Collected data:
------------------------

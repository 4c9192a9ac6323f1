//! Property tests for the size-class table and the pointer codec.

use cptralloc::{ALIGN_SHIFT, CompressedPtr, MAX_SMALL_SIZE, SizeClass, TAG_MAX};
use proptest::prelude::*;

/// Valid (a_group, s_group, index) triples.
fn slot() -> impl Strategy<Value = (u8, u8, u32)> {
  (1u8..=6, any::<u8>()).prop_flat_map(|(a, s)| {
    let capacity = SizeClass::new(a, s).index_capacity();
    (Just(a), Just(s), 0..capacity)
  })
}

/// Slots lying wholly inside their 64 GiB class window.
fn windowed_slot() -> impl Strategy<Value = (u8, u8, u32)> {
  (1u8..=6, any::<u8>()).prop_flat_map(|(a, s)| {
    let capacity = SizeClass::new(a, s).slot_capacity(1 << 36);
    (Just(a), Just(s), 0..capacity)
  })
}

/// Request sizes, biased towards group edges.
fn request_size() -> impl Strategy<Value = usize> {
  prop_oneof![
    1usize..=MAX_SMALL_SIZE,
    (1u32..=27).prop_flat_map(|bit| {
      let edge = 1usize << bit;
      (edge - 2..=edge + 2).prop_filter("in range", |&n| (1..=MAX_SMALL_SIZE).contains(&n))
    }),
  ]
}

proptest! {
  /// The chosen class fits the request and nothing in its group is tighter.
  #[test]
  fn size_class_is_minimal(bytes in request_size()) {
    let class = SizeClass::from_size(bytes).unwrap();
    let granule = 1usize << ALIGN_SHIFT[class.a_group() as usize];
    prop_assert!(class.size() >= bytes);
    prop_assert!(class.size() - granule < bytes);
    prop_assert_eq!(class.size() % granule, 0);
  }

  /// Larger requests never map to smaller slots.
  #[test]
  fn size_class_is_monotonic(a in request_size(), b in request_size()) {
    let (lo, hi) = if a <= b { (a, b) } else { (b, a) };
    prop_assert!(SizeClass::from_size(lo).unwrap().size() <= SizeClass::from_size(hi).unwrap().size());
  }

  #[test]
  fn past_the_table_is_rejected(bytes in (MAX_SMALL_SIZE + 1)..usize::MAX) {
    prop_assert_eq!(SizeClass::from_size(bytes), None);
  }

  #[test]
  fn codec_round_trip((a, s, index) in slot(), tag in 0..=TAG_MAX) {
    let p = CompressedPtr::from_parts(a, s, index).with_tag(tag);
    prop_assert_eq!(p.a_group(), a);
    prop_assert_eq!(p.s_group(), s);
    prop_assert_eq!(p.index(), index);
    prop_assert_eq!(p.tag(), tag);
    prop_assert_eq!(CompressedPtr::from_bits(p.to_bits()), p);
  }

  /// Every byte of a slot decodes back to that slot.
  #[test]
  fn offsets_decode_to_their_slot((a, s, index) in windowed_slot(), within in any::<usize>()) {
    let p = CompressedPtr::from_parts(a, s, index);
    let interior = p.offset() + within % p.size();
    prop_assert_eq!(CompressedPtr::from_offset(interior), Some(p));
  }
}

------------------------

§ The problem
Every record is to be repeated exactly as written.

§ Answer area
repository 4c9192a9ac6323f1
//! Property tests for the size-class table and the pointer codec.

use cptralloc::{ALIGN_SHIFT, CompressedPtr, MAX_SMALL_SIZE, SizeClass, TAG_MAX};
use proptest::prelude::*;

/// Valid (a_group, s_group, index) triples.
fn slot() -> impl Strategy<Value = (u8, u8, u32)> {
  (1u8..=6, any::<u8>()).prop_flat_map(|(a, s)| {
    let capacity = SizeClass::new(a, s).index_capacity();
    (Just(a), Just(s), 0..capacity)
  })
}

/// Slots lying wholly inside their 64 GiB class window.
fn windowed_slot() -> impl Strategy<Value = (u8, u8, u32)> {
  (1u8..=6, any::<u8>()).prop_flat_map(|(a, s)| {
    let capacity = SizeClass::new(a, s).slot_capacity(1 << 36);
    (Just(a), Just(s), 0..capacity)
  })
}

/// Request sizes, biased towards group edges.
fn request_size() -> impl Strategy<Value = usize> {
  prop_oneof![
    1usize..=MAX_SMALL_SIZE,
    (1u32..=27).prop_flat_map(|bit| {
      let edge = 1usize << bit;
      (edge - 2..=edge + 2).prop_filter("in range", |&n| (1..=MAX_SMALL_SIZE).contains(&n))
    }),
  ]
}

proptest! {
  /// The chosen class fits the request and nothing in its group is tighter.
  #[test]
  fn size_class_is_minimal(bytes in request_size()) {
    let class = SizeClass::from_size(bytes).unwrap();
    let granule = 1usize << ALIGN_SHIFT[class.a_group() as usize];
    prop_assert!(class.size() >= bytes);
    prop_assert!(class.size() - granule < bytes);
    prop_assert_eq!(class.size() % granule, 0);
  }

  /// Larger requests never map to smaller slots.
  #[test]
  fn size_class_is_monotonic(a in request_size(), b in request_size()) {
    let (lo, hi) = if a <= b { (a, b) } else { (b, a) };
    prop_assert!(SizeClass::from_size(lo).unwrap().size() <= SizeClass::from_size(hi).unwrap().size());
  }

  #[test]
  fn past_the_table_is_rejected(bytes in (MAX_SMALL_SIZE + 1)..usize::MAX) {
    prop_assert_eq!(SizeClass::from_size(bytes), None);
  }

  #[test]
  fn codec_round_trip((a, s, index) in slot(), tag in 0..=TAG_MAX) {
    let p = CompressedPtr::from_parts(a, s, index).with_tag(tag);
    prop_assert_eq!(p.a_group(), a);
    prop_assert_eq!(p.s_group(), s);
    prop_assert_eq!(p.index(), index);
    prop_assert_eq!(p.tag(), tag);
    prop_assert_eq!(CompressedPtr::from_bits(p.to_bits()), p);
  }

  /// Every byte of a slot decodes back to that slot.
  #[test]
  fn offsets_decode_to_their_slot((a, s, index) in windowed_slot(), within in any::<usize>()) {
    let p = CompressedPtr::from_parts(a, s, index);
    let interior = p.offset() + within % p.size();
    prop_assert_eq!(CompressedPtr::from_offset(interior), Some(p));
  }
}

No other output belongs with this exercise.